REQUIRED WORK = Track down each line below containing the string "list" and copy it.

::: PROVIDED RECORDS :::

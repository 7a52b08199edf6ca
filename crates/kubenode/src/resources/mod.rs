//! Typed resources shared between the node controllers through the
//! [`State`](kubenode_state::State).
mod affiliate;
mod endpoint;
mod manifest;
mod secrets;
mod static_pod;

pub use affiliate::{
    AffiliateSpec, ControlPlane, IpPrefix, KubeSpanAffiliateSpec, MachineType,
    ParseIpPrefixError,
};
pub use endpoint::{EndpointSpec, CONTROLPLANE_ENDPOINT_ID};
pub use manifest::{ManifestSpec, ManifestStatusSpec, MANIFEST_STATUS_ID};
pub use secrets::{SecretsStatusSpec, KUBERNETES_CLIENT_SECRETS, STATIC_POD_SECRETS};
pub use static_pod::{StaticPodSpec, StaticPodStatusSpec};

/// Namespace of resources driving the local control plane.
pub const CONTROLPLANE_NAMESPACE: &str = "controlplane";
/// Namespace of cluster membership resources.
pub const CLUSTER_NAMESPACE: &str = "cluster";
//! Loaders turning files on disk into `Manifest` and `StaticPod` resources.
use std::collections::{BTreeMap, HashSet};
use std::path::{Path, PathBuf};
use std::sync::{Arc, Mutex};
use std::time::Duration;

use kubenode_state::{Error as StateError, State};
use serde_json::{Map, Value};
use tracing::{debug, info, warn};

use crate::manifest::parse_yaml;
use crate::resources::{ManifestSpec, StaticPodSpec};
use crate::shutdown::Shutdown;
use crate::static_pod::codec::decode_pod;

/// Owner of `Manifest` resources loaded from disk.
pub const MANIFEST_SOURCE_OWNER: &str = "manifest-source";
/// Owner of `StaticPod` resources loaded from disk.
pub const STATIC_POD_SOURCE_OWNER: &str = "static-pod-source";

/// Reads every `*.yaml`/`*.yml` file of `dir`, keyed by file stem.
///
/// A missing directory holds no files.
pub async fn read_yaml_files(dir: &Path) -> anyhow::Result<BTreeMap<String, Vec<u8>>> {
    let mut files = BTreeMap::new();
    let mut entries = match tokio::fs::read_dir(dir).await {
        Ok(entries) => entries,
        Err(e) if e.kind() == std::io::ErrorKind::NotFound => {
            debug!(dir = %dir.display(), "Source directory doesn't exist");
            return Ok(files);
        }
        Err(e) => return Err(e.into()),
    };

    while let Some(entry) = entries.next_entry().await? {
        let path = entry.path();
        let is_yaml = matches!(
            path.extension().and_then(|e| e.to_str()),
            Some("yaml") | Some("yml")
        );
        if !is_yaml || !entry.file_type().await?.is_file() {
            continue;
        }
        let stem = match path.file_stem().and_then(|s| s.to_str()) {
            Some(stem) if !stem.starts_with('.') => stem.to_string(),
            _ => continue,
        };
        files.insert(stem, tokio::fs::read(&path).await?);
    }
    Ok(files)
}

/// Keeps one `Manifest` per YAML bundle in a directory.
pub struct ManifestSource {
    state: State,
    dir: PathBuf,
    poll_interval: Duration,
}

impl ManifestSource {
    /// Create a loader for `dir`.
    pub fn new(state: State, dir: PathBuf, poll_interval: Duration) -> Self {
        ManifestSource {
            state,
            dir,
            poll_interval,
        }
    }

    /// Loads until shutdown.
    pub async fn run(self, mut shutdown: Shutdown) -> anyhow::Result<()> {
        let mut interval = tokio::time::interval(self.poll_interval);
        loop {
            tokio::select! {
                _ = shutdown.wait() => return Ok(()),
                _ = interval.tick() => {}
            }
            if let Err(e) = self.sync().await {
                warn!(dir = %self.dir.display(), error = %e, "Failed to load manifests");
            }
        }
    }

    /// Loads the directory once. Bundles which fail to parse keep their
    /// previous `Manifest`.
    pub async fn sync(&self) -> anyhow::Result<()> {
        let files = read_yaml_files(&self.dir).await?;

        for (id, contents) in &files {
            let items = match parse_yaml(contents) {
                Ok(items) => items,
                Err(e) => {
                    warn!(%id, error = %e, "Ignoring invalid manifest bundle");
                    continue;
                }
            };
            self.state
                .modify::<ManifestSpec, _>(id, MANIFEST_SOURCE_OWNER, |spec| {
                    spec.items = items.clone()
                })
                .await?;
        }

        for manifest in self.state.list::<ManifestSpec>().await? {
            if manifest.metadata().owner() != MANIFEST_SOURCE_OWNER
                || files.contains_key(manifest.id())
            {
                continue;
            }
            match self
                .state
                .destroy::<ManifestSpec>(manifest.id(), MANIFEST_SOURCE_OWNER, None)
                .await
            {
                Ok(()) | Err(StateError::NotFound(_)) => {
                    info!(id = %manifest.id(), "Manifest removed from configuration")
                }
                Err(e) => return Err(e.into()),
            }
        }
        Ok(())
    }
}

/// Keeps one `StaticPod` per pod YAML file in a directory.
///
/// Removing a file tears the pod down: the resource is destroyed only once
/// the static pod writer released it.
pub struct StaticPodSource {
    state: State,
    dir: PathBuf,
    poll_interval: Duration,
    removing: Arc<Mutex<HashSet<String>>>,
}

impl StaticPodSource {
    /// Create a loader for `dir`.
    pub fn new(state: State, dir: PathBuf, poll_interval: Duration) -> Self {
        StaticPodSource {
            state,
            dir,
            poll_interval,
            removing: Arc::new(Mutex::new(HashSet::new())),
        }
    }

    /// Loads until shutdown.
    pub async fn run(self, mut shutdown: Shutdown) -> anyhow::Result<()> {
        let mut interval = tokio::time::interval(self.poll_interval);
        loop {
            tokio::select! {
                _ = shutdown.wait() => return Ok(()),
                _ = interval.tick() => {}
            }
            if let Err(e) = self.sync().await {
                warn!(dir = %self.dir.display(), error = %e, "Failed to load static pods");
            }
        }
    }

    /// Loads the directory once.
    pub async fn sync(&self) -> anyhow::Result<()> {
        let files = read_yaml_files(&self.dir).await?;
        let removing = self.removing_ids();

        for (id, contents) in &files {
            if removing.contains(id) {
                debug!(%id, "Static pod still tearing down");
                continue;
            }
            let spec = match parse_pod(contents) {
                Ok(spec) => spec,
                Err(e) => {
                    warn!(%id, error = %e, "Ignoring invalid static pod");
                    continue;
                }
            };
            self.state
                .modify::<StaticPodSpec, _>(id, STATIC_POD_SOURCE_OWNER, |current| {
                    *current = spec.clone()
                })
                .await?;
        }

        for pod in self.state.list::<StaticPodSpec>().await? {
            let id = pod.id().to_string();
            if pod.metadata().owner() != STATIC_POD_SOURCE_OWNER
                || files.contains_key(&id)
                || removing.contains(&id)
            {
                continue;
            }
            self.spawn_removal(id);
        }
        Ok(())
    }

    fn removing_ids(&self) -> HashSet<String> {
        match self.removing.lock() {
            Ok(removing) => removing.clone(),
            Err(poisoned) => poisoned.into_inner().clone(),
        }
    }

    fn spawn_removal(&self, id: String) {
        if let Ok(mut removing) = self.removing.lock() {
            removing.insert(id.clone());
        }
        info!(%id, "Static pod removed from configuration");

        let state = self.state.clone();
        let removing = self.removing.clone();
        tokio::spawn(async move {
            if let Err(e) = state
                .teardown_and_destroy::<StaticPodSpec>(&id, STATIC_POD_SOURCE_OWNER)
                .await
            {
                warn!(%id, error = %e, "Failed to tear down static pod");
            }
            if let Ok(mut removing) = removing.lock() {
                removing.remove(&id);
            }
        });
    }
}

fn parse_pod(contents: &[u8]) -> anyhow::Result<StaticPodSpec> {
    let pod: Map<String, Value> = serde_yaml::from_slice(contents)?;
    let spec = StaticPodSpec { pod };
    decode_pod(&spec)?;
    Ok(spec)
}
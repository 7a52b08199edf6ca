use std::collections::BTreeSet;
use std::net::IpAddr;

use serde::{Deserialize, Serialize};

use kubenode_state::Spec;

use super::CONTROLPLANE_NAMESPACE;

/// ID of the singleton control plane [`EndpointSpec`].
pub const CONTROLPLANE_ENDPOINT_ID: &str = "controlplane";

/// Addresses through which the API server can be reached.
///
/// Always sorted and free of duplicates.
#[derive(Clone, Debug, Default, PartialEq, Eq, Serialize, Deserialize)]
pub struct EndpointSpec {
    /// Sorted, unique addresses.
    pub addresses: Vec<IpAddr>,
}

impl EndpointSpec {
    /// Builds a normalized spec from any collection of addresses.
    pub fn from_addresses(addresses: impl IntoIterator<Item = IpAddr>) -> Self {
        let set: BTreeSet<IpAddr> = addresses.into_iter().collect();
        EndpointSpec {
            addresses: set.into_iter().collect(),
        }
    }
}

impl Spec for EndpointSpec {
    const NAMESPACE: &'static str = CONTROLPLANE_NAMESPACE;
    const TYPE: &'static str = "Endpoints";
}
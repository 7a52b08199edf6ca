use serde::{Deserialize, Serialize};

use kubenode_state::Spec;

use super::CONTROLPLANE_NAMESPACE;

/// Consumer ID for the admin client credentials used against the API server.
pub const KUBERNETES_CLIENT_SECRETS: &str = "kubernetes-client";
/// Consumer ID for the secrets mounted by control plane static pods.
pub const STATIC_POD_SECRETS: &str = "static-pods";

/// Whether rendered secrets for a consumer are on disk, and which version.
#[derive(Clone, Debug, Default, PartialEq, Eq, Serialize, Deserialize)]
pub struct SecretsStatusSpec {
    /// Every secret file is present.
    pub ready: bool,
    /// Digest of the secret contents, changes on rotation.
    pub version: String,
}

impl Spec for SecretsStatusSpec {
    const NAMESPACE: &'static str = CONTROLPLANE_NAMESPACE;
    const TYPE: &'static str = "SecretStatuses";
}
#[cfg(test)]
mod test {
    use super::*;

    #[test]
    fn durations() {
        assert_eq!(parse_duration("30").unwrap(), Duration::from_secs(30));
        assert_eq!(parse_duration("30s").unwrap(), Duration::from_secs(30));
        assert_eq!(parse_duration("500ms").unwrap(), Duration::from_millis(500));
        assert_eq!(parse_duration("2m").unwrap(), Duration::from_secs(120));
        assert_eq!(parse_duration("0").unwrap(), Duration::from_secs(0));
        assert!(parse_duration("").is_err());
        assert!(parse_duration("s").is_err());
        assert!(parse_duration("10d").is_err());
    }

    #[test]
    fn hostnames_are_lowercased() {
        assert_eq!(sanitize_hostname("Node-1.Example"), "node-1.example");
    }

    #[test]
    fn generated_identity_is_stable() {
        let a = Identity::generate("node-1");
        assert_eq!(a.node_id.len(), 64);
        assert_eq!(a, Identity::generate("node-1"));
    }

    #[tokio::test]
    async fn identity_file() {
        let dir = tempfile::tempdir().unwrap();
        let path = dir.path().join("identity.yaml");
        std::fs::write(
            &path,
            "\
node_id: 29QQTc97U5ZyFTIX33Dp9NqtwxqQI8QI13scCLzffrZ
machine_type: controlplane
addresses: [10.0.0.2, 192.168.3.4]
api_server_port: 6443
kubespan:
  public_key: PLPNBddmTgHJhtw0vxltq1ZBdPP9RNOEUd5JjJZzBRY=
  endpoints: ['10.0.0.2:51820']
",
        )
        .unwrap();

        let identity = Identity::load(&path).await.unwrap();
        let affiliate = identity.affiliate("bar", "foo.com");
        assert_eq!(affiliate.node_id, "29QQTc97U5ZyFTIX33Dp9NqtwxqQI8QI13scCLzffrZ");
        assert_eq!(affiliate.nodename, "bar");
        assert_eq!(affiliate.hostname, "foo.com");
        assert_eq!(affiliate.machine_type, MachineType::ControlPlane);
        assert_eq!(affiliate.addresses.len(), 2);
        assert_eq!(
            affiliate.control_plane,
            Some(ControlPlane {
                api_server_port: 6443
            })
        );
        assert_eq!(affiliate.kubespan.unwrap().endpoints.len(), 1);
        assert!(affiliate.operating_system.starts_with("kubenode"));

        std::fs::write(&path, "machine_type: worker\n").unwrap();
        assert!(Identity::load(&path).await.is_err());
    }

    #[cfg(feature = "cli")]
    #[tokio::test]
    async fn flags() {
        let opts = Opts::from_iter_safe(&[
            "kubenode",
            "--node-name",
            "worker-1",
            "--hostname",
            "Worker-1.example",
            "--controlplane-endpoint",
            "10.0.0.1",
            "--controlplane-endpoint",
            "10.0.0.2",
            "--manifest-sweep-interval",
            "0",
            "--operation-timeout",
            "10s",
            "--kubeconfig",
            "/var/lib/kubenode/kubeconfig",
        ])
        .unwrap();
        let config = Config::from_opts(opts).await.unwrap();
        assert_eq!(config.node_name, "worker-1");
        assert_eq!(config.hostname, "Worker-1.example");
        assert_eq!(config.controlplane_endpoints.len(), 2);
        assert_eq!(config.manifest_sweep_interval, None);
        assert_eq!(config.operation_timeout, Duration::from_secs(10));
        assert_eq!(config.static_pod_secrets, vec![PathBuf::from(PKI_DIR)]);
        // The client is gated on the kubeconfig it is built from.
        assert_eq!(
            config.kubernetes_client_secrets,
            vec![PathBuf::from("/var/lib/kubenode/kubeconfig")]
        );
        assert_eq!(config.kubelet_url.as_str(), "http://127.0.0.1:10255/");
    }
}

:::

OUTPUT BELOW =
        for manifest in self.state.list::<ManifestSpec>().await? {
        for pod in self.state.list::<StaticPodSpec>().await? {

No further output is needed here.